* _Assigned task_
Repeat exactly, and only, the lines of the entries below from the one with "pub mod routes;" through the one with "let status = match", both ends included.

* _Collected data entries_
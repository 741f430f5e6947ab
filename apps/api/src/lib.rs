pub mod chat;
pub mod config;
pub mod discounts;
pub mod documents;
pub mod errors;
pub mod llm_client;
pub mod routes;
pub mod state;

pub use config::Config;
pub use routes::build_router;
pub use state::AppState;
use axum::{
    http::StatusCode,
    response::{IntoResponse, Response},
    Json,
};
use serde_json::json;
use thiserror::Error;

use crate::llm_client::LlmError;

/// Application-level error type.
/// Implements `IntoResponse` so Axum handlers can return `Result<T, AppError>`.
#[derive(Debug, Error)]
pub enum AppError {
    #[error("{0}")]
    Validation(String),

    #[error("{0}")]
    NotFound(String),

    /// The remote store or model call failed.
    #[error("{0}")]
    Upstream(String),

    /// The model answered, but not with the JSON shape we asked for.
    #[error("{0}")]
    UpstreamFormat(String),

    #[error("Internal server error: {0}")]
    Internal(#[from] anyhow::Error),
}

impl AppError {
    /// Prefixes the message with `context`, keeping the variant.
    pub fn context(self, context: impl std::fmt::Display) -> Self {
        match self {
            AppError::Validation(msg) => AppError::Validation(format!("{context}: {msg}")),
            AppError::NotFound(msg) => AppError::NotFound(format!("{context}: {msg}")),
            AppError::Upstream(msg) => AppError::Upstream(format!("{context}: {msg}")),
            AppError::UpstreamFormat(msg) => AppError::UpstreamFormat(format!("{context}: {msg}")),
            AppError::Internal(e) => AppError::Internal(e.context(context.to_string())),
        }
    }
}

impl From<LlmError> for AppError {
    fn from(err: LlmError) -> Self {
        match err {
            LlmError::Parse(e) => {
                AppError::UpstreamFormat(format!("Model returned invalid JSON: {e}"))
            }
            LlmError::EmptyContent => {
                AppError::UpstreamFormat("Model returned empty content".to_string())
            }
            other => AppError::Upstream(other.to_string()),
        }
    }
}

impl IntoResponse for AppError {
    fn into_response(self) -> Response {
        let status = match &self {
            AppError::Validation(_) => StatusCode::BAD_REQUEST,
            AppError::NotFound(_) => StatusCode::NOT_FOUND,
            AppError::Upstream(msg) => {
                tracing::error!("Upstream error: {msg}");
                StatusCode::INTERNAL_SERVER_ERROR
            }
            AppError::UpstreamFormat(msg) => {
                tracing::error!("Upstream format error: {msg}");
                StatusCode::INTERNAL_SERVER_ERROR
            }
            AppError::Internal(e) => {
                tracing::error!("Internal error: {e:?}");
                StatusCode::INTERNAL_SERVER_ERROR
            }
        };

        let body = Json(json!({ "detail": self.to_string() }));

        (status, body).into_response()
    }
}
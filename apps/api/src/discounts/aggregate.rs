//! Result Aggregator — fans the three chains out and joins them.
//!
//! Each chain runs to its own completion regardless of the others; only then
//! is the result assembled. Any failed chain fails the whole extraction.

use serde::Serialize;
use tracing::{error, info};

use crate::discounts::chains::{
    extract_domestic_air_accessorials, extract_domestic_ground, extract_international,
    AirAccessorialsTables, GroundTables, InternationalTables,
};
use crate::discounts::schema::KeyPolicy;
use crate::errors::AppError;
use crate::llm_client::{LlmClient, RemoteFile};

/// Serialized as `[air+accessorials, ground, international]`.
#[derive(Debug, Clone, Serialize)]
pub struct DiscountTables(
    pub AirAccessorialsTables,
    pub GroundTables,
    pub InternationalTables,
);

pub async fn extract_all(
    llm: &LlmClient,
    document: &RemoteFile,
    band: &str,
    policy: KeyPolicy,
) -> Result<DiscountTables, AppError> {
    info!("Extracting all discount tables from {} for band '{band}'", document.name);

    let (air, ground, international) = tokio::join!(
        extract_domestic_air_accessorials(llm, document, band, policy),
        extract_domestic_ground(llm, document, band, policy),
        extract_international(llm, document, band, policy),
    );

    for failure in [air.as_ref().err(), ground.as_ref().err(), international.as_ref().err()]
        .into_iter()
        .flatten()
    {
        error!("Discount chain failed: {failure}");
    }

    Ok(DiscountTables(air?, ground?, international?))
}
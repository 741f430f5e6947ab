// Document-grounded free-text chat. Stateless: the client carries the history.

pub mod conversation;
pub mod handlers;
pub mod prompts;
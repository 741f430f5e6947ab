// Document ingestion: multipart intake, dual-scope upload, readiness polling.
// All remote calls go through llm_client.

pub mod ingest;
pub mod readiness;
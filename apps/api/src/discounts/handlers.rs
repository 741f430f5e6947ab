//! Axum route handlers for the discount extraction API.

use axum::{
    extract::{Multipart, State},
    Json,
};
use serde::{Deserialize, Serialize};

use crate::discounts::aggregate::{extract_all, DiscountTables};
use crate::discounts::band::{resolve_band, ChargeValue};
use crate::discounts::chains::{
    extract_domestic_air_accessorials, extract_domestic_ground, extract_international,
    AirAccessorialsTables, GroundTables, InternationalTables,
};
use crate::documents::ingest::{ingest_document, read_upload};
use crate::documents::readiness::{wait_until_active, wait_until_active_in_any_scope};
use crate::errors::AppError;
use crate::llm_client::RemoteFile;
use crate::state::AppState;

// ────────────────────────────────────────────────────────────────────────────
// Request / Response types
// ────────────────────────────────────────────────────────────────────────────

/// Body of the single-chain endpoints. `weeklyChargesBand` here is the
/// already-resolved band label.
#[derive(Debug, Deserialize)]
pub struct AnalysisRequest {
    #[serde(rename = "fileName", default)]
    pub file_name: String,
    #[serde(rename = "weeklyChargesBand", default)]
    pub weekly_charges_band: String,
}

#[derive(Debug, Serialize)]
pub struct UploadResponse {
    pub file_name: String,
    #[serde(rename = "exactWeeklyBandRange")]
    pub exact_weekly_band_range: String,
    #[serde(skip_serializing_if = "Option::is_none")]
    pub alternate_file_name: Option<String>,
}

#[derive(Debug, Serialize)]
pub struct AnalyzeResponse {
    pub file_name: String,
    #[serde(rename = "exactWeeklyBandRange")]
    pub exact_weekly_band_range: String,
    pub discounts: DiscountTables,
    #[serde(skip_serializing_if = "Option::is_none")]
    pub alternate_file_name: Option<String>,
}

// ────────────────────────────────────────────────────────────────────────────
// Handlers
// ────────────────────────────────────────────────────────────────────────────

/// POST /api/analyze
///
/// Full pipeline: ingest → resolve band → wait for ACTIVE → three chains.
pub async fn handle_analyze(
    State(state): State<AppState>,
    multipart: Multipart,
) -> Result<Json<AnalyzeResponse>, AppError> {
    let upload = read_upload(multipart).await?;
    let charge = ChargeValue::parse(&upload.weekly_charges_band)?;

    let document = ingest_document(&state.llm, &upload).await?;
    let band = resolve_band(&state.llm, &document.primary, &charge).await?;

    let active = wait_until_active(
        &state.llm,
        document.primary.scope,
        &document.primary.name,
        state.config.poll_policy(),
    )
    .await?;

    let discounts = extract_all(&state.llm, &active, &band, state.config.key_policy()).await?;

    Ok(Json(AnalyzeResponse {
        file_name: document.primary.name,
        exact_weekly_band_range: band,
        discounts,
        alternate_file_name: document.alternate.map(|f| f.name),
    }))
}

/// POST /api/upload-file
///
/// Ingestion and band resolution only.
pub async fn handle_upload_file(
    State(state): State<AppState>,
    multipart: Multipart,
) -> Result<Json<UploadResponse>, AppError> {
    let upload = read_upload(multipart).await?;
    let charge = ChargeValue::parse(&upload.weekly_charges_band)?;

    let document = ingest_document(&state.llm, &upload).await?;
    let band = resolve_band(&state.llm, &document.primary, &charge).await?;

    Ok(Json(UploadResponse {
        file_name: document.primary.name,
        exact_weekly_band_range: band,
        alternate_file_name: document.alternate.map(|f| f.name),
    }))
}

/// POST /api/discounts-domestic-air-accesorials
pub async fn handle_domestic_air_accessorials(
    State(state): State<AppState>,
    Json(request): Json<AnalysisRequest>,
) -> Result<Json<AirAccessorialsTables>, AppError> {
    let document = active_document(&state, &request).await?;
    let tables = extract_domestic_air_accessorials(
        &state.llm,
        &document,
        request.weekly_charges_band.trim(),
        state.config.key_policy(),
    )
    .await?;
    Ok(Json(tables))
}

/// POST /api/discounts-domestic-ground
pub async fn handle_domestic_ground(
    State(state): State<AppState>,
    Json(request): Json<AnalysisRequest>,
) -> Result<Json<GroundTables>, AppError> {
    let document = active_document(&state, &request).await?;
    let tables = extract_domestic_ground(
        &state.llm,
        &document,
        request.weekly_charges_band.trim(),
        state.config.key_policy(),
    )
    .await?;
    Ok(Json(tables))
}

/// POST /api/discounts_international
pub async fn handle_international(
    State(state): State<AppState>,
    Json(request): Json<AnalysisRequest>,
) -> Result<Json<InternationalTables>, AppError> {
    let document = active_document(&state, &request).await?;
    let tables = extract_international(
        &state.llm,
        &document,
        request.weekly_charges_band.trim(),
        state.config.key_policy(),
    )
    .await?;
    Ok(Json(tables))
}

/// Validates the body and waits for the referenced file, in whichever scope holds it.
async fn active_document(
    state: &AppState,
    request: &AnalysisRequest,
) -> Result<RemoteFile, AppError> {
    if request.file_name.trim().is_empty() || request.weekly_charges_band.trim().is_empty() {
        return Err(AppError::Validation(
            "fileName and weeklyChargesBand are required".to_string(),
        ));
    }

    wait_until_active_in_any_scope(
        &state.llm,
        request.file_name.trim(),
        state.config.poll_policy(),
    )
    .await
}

* _Problem solution_
pub mod routes;
pub mod state;

pub use config::Config;
pub use routes::build_router;
pub use state::AppState;
use axum::{
    http::StatusCode,
    response::{IntoResponse, Response},
    Json,
};
use serde_json::json;
use thiserror::Error;

use crate::llm_client::LlmError;

/// Application-level error type.
/// Implements `IntoResponse` so Axum handlers can return `Result<T, AppError>`.
#[derive(Debug, Error)]
pub enum AppError {
    #[error("{0}")]
    Validation(String),

    #[error("{0}")]
    NotFound(String),

    /// The remote store or model call failed.
    #[error("{0}")]
    Upstream(String),

    /// The model answered, but not with the JSON shape we asked for.
    #[error("{0}")]
    UpstreamFormat(String),

    #[error("Internal server error: {0}")]
    Internal(#[from] anyhow::Error),
}

impl AppError {
    /// Prefixes the message with `context`, keeping the variant.
    pub fn context(self, context: impl std::fmt::Display) -> Self {
        match self {
            AppError::Validation(msg) => AppError::Validation(format!("{context}: {msg}")),
            AppError::NotFound(msg) => AppError::NotFound(format!("{context}: {msg}")),
            AppError::Upstream(msg) => AppError::Upstream(format!("{context}: {msg}")),
            AppError::UpstreamFormat(msg) => AppError::UpstreamFormat(format!("{context}: {msg}")),
            AppError::Internal(e) => AppError::Internal(e.context(context.to_string())),
        }
    }
}

impl From<LlmError> for AppError {
    fn from(err: LlmError) -> Self {
        match err {
            LlmError::Parse(e) => {
                AppError::UpstreamFormat(format!("Model returned invalid JSON: {e}"))
            }
            LlmError::EmptyContent => {
                AppError::UpstreamFormat("Model returned empty content".to_string())
            }
            other => AppError::Upstream(other.to_string()),
        }
    }
}

impl IntoResponse for AppError {
    fn into_response(self) -> Response {
        let status = match &self {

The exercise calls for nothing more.